Records from a data collection
━━━━
use crate::comm::{Communicator, Request};
use crate::error::{Result, StrataError};
use crate::types::{Rank, Tag};

/// Rounds needed for a doubling pattern to cover `n` ranks; 0 when there is
/// nothing to cover.
pub(crate) fn ceil_log2(n: u32) -> u32 {
    match n {
        0 | 1 => 0,
        n => u32::BITS - (n - 1).leading_zeros(),
    }
}

/// Largest power of two <= n. Returns 0 for n == 0.
pub(crate) fn floor_pow2(n: usize) -> usize {
    if n == 0 {
        return 0;
    }
    1 << (usize::BITS - 1 - n.leading_zeros())
}

/// Start a send, wrapping errors as `CollectiveFailed`.
pub(crate) fn collective_send<C: Communicator>(
    comm: &C,
    dest: Rank,
    tag: Tag,
    data: Vec<u8>,
    operation: &'static str,
) -> Result<Request> {
    comm.isend(dest, tag, data)
        .map_err(|e| e.in_collective(operation, dest))
}

/// Receive exactly `expected` bytes from `src`, wrapping errors as
/// `CollectiveFailed`.
pub(crate) async fn collective_recv<C: Communicator>(
    comm: &C,
    src: Rank,
    tag: Tag,
    expected: usize,
    operation: &'static str,
) -> Result<Vec<u8>> {
    let data = comm
        .recv(src, tag)
        .await
        .map_err(|e| e.in_collective(operation, src))?;
    if data.len() != expected {
        return Err(StrataError::BufferSizeMismatch {
            expected,
            actual: data.len(),
        });
    }
    Ok(data)
}

/// Split `count` elements into `parts` contiguous chunks; the last chunk
/// absorbs the remainder.
#[derive(Debug, Clone, Copy, PartialEq, Eq)]
pub(crate) struct ChunkLayout {
    count: usize,
    parts: usize,
}

impl ChunkLayout {
    pub(crate) fn new(count: usize, parts: usize) -> Self {
        Self {
            count,
            parts: parts.max(1),
        }
    }

    /// Element offset of chunk `i`.
    pub(crate) fn offset(&self, i: usize) -> usize {
        (self.count / self.parts) * i
    }

    /// Element count of chunk `i`.
    pub(crate) fn chunk_count(&self, i: usize) -> usize {
        let base = self.count / self.parts;
        if i + 1 == self.parts {
            base + self.count % self.parts
        } else {
            base
        }
    }
}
━━━━
WHAT TO PRODUCE:
Using the data above, show each line where "wrapping" occurs.

RESULT FOR THIS EXERCISE:
/// Start a send, wrapping errors as `CollectiveFailed`.
/// Receive exactly `expected` bytes from `src`, wrapping errors as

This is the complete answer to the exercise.